自由蛇行,蛇行切断,穿入蛇行,環流丘陵,川廻し,河岸段丘(河成段丘)

地形と地質の三次元イメージ(産総研・1/20万 シームレス地質図)
‼マウスオーバー‼  地図上にマウスを乗せてください。産総研・地質調査総合センターの「1/20万 シームレス地質図(出典,下記)」を表示します。

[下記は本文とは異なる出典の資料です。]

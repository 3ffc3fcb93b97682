use super::*;
use crate::class_hierarchy::AccessContext;
use crate::corlib::{CoreLibraryBuilder, core_store};
use crate::db::{MethodDecl, PropertyDecl, TypeDecl, TypeStore};
use crate::types::{Accessibility, MethodFlags, TypeParamConstraints};
use csz_common::options::AnalysisOptions;

fn classify(store: &TypeStore, target: TypeId) -> ConstructibilityVerdict {
    let caches = SolverCaches::new();
    let options = AnalysisOptions::default();
    let locator = ShapeLocator::new(
        store,
        &caches,
        AccessContext::new(None, store.atom("Main")),
        &options,
    );
    ConstructibilityClassifier::new(&locator).classify(target)
}

fn reason(store: &TypeStore, target: TypeId) -> Option<NotConstructibleReason> {
    classify(store, target).reason()
}

fn well_known(store: &TypeStore, tag: WellKnownType, args: &[TypeId]) -> TypeId {
    store.well_known_type(tag, args).expect("well-known type installed")
}

/// `class name : IEnumerable<int>` with an `Add(int)`.
fn int_collection(store: &TypeStore, decl: TypeDecl) -> DefId {
    let def = store.declare(decl.assembly("Main"));
    store.add_interface(def, well_known(store, WellKnownType::IEnumerableT, &[TypeId::INT]));
    store.add_method(def, MethodDecl::new("Add").param("item", TypeId::INT));
    def
}

#[test]
fn test_arrays() {
    let store = core_store();
    assert_eq!(
        classify(&store, store.array(TypeId::STRING, 1)),
        ConstructibilityVerdict::Array {
            element: TypeId::STRING,
            rank: 1
        }
    );
    assert_eq!(
        reason(&store, store.array(TypeId::INT, 2)),
        Some(NotConstructibleReason::RestrictedType)
    );
}

#[test]
fn test_restricted_types() {
    let store = core_store();
    for ty in [
        TypeId::INT,
        TypeId::STRING,
        TypeId::OBJECT,
        store.pointer(TypeId::BYTE),
        store.nullable(TypeId::INT),
    ] {
        assert_eq!(
            reason(&store, ty),
            Some(NotConstructibleReason::RestrictedType),
            "{ty:?}"
        );
    }
}
//! Byte-offset source spans used to anchor diagnostics.

use serde::{Deserialize, Serialize};
use std::fmt;

/// A half-open byte range `[start, end)` in a source file.
#[derive(Clone, Copy, PartialEq, Eq, Hash, Default, Serialize, Deserialize)]
pub struct Span {
    pub start: u32,
    pub end: u32,
}

impl Span {
    pub const fn new(start: u32, end: u32) -> Self {
        Self { start, end }
    }

    /// A span with no source location (synthesized nodes).
    pub const fn dummy() -> Self {
        Self { start: 0, end: 0 }
    }

    pub const fn len(self) -> u32 {
        self.end.saturating_sub(self.start)
    }

    pub const fn is_empty(self) -> bool {
        self.start >= self.end
    }

    /// Smallest span covering both `self` and `other`.
    pub fn to(self, other: Span) -> Span {
        Span {
            start: self.start.min(other.start),
            end: self.end.max(other.end),
        }
    }

    pub const fn contains(self, other: Span) -> bool {
        self.start <= other.start && other.end <= self.end
    }
}

impl fmt::Debug for Span {
    fn fmt(&self, f: &mut fmt::Formatter<'_>) -> fmt::Result {
        write!(f, "Span({}..{})", self.start, self.end)
    }
}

千葉県中部の河川の特徴として,「蛇行」の多さがあります。 必然的に「環流丘陵」も多く存在します。
また,基盤が「軟岩」なので,「Ω」状の蛇行の首の部分を「川廻し」と呼ばれる技術でショートカットすることも多く行われました。
本図には,4箇所の「環流丘陵」群と,1箇所の「川廻し」が存在します。
地形の三次元イメージ :

「湊川」の河口~最下流部です。 平地に出たこともあって,ほぼ全てが「自由蛇行」地形と言っても過言ではないでしょう。
この中で,「台原地区」と「長崎・横山地区」は,巨大な「環流丘陵」だと考えています。
洪水の度に河道を大きく変えて流れていた頃の,いわば爪痕ともいえる痕跡です。
地形の三次元イメージ :

「大田和」集落近くの田圃は,全て規模の大きな「環流丘陵」です。現在の河床標高24mに対し,環流部の最高点は約37mです。
地質図によると,この付近は「段丘面」で,その時代は「後期更新世中期~後期(例えば約2万年前頃)」とされています。
なお,中央丘陵は,「後期更新世前期(例えば約10万年前頃)」の「段丘面」でした。
大田和地区の対岸(湊川の左岸)で「(1)」の場所は,人為的な環流丘陵である「川廻し」と思われる地形です。
何時の頃に工事が行われたのか,についてはわかっていません。
地形の三次元イメージ :

支流の「志駒川」流域には,「岩本」地区に「環流丘陵」が存在します。現在の河床の標高約27mに対し,環流部の最高点は約45mと比較的標高差があります。
地質図によると,この付近は「段丘面」で,その時代は「後期更新世中期~後期(例えば約2万年前頃)」とされています。
【記事・引用情報・参考情報】

【記事】

  • 湊川の河口から最下流にかけては,旧河道ではないか,と思われる地形が複数存在しています。
    しかし,地形が複雑すぎで,実際に「古湊川」がどのように流れていたかを具体的に想像することは,極めて困難です(全くわかりません)。